Using the material below, copy every line where "ClosureSummary" appears.

+ + + + +

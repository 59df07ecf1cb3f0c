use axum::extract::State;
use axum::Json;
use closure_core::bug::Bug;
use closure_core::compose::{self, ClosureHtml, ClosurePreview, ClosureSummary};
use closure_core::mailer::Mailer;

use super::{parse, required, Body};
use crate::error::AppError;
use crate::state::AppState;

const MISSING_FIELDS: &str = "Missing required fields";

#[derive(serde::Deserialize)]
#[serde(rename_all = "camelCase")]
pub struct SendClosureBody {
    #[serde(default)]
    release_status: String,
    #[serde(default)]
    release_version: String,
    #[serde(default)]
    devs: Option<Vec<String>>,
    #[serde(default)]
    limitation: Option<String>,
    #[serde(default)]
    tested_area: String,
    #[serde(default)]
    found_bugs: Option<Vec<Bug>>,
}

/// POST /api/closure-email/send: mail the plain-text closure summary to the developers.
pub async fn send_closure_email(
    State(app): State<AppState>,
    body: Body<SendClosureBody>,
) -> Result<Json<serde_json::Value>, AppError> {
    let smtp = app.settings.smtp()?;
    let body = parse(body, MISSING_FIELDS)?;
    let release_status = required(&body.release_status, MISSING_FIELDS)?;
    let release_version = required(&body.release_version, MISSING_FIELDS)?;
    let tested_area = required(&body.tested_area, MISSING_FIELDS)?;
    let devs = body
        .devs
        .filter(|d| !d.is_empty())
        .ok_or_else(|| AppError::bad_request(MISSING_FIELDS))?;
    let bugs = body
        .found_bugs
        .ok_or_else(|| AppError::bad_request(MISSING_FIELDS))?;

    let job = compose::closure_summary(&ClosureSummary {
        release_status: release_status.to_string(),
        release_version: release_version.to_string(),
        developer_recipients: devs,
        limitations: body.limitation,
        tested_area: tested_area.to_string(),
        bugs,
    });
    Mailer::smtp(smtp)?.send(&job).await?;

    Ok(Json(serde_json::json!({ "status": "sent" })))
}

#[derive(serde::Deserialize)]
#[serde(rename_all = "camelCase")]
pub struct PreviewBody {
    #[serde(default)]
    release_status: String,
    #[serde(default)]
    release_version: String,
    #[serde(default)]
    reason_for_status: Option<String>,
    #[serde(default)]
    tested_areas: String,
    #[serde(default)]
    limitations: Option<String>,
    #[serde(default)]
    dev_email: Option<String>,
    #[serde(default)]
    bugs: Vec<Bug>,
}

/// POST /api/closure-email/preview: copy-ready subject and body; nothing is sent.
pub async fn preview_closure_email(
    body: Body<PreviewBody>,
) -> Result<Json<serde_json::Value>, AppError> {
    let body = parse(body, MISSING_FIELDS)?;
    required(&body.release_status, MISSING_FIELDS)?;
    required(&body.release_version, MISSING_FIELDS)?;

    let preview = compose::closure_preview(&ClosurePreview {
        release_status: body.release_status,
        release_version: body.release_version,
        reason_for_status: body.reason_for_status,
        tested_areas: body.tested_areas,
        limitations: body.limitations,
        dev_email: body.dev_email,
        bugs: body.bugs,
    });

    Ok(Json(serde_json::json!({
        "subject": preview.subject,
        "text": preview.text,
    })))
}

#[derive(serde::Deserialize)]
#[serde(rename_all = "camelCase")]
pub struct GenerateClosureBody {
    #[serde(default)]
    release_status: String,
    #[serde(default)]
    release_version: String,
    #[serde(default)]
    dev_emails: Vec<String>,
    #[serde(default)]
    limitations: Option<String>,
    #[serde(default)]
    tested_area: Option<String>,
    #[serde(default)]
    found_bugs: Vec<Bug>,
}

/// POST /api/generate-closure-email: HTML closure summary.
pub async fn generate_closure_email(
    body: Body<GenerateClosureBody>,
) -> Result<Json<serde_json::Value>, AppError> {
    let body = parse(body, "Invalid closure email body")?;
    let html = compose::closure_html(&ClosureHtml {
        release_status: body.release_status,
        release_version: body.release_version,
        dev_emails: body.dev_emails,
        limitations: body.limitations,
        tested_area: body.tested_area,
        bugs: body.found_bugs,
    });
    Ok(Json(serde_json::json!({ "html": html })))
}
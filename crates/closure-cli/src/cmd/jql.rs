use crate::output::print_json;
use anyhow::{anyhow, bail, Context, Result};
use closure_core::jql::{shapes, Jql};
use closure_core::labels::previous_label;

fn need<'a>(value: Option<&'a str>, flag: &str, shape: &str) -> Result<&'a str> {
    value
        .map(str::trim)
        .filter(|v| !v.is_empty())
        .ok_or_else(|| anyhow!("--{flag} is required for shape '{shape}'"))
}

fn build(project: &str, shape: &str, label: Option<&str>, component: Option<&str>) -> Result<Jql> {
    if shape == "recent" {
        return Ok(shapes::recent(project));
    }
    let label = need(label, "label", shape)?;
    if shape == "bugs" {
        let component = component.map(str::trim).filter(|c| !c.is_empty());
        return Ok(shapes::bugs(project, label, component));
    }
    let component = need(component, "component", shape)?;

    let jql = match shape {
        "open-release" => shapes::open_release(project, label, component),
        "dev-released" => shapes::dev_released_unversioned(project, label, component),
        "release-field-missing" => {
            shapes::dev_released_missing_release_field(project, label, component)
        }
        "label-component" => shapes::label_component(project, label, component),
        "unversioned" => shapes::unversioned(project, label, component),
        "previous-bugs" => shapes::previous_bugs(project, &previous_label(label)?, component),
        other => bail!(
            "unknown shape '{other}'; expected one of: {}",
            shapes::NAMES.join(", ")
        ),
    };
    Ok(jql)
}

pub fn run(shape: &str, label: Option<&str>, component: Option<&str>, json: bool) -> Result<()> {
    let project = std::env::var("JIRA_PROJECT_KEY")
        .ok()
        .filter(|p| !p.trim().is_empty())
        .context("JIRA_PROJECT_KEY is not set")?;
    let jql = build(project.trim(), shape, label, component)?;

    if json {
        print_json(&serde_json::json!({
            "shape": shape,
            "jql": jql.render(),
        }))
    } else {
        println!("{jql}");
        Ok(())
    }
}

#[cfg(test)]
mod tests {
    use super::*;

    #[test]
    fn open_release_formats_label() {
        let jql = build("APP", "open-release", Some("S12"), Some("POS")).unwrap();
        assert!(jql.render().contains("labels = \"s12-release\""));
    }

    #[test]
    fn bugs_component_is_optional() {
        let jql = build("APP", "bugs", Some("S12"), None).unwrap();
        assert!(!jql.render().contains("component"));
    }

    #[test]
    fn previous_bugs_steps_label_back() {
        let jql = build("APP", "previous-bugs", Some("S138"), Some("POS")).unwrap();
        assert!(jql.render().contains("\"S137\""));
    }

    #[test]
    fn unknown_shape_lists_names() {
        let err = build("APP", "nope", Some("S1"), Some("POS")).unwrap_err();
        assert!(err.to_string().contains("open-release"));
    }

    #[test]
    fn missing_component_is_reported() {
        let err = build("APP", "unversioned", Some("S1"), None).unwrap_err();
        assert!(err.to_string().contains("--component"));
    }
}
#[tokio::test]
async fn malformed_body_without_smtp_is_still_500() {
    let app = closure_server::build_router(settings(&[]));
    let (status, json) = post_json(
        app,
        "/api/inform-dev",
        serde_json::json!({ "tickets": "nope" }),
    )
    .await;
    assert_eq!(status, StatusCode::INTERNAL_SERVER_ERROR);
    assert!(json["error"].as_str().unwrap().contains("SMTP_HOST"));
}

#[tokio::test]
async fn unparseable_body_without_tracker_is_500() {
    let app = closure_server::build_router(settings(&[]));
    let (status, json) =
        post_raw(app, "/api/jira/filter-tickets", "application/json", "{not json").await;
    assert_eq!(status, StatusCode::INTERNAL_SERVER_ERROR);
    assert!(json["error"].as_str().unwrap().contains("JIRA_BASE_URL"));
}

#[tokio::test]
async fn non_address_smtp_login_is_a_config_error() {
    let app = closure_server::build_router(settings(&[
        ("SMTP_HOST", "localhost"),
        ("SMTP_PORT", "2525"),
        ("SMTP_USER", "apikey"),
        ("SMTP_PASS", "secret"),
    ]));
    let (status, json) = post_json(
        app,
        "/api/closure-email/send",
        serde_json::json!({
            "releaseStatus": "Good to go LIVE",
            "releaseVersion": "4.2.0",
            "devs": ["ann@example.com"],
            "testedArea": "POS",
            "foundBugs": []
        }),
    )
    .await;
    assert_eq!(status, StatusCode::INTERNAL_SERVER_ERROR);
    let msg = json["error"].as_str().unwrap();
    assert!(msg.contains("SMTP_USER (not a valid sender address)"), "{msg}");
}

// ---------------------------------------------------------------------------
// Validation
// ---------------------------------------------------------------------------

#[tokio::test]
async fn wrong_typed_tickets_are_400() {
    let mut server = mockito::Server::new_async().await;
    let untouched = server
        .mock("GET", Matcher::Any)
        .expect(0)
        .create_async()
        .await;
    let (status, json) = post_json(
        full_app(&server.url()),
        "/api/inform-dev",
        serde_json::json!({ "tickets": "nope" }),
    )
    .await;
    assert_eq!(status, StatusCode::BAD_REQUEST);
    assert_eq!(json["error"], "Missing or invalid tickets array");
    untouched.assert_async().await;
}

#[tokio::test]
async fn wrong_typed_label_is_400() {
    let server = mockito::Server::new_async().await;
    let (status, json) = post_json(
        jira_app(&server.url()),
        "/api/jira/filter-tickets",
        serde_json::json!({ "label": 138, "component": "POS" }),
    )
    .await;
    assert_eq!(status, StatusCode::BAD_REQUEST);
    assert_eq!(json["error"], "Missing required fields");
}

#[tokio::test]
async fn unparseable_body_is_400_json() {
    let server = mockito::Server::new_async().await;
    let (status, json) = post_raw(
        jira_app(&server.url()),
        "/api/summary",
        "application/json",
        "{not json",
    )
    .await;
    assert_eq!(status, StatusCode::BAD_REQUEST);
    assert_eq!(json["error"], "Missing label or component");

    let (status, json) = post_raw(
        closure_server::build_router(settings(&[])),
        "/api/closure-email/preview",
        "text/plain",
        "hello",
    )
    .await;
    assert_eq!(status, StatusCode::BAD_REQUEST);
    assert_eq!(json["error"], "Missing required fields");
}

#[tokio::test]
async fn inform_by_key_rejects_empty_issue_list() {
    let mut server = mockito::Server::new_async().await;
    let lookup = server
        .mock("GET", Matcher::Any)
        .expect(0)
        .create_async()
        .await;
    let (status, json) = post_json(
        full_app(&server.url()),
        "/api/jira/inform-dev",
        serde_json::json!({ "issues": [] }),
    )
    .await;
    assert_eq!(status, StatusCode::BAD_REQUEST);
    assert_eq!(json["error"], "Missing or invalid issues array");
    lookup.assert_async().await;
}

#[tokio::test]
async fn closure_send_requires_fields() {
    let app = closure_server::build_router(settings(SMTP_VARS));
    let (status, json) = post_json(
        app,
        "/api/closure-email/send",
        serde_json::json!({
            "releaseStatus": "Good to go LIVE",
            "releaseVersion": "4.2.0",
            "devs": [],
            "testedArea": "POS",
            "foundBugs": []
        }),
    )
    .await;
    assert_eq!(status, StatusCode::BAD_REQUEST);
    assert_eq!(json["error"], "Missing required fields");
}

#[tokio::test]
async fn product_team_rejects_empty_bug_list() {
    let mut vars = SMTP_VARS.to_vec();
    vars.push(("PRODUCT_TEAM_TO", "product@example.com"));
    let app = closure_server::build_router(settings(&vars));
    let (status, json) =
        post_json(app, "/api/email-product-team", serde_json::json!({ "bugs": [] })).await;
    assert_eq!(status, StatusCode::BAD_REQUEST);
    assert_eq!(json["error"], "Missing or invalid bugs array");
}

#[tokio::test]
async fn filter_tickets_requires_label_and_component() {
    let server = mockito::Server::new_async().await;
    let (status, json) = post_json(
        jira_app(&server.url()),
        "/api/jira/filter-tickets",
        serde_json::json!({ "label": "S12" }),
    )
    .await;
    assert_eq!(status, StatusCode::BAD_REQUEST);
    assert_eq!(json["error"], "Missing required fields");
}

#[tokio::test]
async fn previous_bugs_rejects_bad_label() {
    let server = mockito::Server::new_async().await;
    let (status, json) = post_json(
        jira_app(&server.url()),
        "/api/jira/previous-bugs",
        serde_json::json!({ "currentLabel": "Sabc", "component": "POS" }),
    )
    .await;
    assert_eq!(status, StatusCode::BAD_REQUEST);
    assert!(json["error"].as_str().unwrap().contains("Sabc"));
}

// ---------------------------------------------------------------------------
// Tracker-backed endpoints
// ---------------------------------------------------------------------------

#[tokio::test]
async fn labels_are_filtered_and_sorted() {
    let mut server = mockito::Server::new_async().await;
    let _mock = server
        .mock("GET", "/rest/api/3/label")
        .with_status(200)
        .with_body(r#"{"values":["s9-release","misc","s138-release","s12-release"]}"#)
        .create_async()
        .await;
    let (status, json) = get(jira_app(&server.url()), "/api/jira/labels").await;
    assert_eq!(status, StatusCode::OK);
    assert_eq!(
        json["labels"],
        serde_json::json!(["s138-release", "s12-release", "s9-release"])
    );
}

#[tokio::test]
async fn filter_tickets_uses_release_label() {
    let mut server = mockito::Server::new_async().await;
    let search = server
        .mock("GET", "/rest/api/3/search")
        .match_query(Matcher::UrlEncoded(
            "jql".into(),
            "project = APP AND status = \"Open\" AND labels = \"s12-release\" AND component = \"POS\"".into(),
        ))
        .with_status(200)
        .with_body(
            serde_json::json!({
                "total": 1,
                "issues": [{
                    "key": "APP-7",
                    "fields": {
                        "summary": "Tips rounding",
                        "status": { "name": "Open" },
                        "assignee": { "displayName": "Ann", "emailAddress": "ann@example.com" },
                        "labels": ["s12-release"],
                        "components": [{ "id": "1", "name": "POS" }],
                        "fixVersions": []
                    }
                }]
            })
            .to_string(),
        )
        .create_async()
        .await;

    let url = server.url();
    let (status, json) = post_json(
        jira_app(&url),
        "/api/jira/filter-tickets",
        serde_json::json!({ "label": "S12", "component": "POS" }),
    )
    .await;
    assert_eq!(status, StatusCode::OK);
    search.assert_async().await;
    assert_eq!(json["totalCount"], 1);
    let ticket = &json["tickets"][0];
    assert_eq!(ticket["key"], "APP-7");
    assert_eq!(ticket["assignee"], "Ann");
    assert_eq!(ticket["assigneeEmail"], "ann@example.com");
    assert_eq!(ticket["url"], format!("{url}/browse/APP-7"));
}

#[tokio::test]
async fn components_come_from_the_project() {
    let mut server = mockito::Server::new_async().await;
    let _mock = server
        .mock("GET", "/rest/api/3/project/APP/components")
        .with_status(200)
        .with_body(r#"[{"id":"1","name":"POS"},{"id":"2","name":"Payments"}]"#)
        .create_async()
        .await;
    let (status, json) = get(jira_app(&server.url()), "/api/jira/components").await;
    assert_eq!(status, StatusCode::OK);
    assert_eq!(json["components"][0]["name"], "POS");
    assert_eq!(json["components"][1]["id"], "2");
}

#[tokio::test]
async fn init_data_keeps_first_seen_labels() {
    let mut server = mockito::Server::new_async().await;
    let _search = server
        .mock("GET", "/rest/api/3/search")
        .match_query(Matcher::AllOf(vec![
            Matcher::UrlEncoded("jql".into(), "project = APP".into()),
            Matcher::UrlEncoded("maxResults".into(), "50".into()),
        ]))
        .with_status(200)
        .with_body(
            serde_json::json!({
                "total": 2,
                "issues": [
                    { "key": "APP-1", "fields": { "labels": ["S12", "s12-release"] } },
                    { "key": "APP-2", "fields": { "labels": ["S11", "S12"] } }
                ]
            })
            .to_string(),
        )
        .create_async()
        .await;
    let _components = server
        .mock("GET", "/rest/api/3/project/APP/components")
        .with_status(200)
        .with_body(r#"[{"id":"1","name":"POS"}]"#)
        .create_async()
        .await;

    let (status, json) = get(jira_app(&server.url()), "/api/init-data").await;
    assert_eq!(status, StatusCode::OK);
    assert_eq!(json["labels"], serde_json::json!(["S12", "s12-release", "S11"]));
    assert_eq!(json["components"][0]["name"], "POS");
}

+ + + + +

▶ Task response
use closure_core::compose::{self, ClosureHtml, ClosurePreview, ClosureSummary};
    let job = compose::closure_summary(&ClosureSummary {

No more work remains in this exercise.